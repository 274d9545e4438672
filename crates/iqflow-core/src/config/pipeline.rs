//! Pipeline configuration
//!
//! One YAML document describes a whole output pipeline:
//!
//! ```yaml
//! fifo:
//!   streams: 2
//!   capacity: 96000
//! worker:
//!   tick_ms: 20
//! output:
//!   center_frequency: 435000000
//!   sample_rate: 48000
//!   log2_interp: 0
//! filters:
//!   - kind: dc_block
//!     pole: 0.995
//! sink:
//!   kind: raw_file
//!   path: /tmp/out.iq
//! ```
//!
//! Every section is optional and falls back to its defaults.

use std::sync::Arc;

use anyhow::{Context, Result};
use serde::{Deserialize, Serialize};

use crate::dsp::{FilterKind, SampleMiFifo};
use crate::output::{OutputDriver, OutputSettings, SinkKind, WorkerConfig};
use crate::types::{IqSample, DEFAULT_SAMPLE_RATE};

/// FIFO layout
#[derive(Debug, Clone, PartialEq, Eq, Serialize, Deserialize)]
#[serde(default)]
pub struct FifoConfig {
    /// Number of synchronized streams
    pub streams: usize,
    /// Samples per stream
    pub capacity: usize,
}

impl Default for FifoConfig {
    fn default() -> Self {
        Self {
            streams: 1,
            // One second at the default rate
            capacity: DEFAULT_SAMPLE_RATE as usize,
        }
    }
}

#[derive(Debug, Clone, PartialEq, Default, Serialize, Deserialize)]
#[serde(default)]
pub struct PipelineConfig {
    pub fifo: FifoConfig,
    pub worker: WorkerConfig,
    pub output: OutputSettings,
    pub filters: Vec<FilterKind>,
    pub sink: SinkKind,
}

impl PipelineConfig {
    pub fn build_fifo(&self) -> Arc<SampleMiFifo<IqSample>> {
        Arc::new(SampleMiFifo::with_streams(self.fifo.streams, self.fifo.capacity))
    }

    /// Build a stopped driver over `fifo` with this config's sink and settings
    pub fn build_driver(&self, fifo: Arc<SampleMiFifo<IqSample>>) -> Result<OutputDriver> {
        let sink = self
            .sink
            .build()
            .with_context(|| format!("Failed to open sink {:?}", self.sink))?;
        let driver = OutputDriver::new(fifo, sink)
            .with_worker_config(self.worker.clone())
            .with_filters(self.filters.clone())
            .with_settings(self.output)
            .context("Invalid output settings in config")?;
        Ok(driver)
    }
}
= = = = =
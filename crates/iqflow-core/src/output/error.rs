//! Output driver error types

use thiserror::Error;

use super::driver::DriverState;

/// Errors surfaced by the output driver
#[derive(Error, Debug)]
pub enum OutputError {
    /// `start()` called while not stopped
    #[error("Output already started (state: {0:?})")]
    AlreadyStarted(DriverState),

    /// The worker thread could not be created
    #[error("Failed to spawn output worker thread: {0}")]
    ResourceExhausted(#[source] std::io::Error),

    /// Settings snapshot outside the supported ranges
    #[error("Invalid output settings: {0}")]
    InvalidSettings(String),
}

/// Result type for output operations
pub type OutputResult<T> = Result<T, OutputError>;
= = = = =
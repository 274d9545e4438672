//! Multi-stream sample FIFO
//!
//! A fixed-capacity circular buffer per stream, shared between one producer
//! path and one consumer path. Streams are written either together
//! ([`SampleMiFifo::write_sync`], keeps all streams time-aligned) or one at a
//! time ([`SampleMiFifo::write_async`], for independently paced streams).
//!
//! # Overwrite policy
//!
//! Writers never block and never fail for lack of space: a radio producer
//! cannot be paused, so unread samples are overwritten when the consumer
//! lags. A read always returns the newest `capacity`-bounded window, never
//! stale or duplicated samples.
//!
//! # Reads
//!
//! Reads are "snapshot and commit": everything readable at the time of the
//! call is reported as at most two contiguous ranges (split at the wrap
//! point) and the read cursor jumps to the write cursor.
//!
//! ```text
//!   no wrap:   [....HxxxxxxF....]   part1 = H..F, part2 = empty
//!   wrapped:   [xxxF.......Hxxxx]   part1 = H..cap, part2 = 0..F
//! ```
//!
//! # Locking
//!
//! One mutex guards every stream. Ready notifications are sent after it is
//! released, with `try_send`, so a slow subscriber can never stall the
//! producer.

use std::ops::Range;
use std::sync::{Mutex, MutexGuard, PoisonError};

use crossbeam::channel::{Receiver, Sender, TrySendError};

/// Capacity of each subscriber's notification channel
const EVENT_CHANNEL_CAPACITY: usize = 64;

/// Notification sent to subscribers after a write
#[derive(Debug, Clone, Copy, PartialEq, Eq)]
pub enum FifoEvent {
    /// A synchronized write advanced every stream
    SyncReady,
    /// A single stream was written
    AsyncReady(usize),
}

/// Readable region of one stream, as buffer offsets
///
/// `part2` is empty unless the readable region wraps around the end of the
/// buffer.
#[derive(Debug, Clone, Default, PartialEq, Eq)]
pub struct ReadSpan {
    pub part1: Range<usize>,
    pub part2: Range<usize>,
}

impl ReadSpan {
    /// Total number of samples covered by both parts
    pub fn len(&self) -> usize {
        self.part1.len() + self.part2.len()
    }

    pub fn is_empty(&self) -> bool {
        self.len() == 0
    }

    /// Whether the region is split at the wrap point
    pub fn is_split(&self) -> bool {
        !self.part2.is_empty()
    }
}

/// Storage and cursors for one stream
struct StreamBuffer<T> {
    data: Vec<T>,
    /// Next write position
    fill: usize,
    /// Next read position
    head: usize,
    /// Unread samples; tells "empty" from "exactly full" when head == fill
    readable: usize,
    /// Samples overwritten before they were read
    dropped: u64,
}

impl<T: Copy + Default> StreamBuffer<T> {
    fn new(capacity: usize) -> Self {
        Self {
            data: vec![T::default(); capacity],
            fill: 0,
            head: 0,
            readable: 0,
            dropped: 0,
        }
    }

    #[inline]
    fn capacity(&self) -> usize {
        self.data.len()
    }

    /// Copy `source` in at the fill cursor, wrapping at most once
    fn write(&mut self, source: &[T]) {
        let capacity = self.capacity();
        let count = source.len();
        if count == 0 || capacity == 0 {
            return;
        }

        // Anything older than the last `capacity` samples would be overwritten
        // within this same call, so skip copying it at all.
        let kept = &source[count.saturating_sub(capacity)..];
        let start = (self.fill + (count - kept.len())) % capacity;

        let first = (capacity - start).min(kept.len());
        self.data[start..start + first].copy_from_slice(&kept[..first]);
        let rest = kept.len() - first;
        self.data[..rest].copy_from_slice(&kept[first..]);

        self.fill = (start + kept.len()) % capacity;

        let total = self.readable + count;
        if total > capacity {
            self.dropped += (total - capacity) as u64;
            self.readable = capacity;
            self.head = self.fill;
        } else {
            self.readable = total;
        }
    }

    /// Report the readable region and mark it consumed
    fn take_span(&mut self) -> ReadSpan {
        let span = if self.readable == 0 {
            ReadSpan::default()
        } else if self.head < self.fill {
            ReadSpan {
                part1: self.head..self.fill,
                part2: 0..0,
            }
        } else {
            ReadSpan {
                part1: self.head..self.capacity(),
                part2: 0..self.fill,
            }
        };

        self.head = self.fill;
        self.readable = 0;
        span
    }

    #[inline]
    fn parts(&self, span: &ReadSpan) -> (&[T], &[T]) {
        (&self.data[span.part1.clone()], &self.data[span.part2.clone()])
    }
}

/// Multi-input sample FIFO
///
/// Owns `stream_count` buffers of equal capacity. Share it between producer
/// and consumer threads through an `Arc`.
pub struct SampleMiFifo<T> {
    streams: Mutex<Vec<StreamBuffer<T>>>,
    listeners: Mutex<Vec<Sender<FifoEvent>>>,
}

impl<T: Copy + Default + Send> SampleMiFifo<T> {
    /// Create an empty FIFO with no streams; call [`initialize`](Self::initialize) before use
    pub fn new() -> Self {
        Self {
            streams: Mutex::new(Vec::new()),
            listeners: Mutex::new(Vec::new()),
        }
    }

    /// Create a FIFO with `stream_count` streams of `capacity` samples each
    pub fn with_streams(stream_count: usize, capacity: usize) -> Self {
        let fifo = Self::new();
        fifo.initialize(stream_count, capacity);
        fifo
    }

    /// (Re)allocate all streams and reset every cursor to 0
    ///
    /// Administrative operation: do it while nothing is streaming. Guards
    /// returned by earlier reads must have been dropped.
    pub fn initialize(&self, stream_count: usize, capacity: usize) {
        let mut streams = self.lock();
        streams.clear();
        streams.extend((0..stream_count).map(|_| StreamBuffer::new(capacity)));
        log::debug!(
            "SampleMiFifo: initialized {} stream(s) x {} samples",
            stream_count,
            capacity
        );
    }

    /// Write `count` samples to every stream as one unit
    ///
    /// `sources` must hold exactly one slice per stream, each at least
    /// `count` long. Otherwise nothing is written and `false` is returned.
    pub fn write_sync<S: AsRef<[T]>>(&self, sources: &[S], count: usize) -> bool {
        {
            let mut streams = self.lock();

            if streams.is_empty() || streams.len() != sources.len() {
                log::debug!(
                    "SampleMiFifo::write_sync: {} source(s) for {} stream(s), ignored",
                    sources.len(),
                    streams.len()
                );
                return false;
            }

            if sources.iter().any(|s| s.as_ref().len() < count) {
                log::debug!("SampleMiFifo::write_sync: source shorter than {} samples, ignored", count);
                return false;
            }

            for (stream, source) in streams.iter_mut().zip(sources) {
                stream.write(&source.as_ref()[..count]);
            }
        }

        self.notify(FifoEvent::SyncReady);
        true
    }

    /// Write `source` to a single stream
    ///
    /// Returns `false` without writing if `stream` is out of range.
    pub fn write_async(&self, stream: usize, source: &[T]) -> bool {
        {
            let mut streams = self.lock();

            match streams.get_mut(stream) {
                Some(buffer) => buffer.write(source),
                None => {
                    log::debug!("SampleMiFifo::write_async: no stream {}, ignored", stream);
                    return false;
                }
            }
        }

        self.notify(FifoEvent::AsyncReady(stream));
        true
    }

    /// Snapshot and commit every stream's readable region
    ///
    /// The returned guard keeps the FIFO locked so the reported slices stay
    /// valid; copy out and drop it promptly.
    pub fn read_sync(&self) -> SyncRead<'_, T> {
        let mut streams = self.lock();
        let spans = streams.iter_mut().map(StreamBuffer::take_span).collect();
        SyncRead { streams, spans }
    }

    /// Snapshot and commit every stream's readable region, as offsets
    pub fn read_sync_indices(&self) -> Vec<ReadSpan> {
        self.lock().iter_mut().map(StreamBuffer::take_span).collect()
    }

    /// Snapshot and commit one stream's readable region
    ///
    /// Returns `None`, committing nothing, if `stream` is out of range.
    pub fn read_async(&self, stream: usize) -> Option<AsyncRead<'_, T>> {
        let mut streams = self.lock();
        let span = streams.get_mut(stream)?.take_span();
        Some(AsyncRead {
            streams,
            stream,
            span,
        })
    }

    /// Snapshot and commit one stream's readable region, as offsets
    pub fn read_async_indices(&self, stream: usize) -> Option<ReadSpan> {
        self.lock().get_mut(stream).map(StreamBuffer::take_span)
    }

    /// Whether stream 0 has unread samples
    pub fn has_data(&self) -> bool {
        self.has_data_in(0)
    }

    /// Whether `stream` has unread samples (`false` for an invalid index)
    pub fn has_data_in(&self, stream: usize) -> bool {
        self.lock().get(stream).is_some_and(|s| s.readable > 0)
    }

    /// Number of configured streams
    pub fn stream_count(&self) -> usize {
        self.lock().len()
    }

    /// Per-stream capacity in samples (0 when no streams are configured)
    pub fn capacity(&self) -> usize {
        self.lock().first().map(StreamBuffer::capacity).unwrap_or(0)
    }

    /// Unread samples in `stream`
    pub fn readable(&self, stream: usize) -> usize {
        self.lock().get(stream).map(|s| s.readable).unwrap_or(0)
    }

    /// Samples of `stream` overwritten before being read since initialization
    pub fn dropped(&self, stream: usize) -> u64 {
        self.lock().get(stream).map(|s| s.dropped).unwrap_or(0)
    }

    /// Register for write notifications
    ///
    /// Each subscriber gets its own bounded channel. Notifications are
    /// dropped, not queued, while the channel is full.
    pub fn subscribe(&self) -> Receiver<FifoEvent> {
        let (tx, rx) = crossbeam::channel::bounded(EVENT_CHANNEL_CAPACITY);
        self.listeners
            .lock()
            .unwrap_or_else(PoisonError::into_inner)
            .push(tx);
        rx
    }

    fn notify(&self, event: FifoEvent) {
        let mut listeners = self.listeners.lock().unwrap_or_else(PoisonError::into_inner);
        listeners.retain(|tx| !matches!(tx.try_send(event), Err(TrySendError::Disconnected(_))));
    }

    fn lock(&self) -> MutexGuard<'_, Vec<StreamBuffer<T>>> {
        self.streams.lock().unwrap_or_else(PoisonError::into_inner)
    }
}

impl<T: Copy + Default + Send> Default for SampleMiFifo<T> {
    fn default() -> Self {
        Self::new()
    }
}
= = = = =
## Exercise brief
Whenever a line above includes the string "Serialize", copy it.

## Exercise answer
use serde::{Deserialize, Serialize};
#[derive(Debug, Clone, PartialEq, Eq, Serialize, Deserialize)]
#[derive(Debug, Clone, PartialEq, Default, Serialize, Deserialize)]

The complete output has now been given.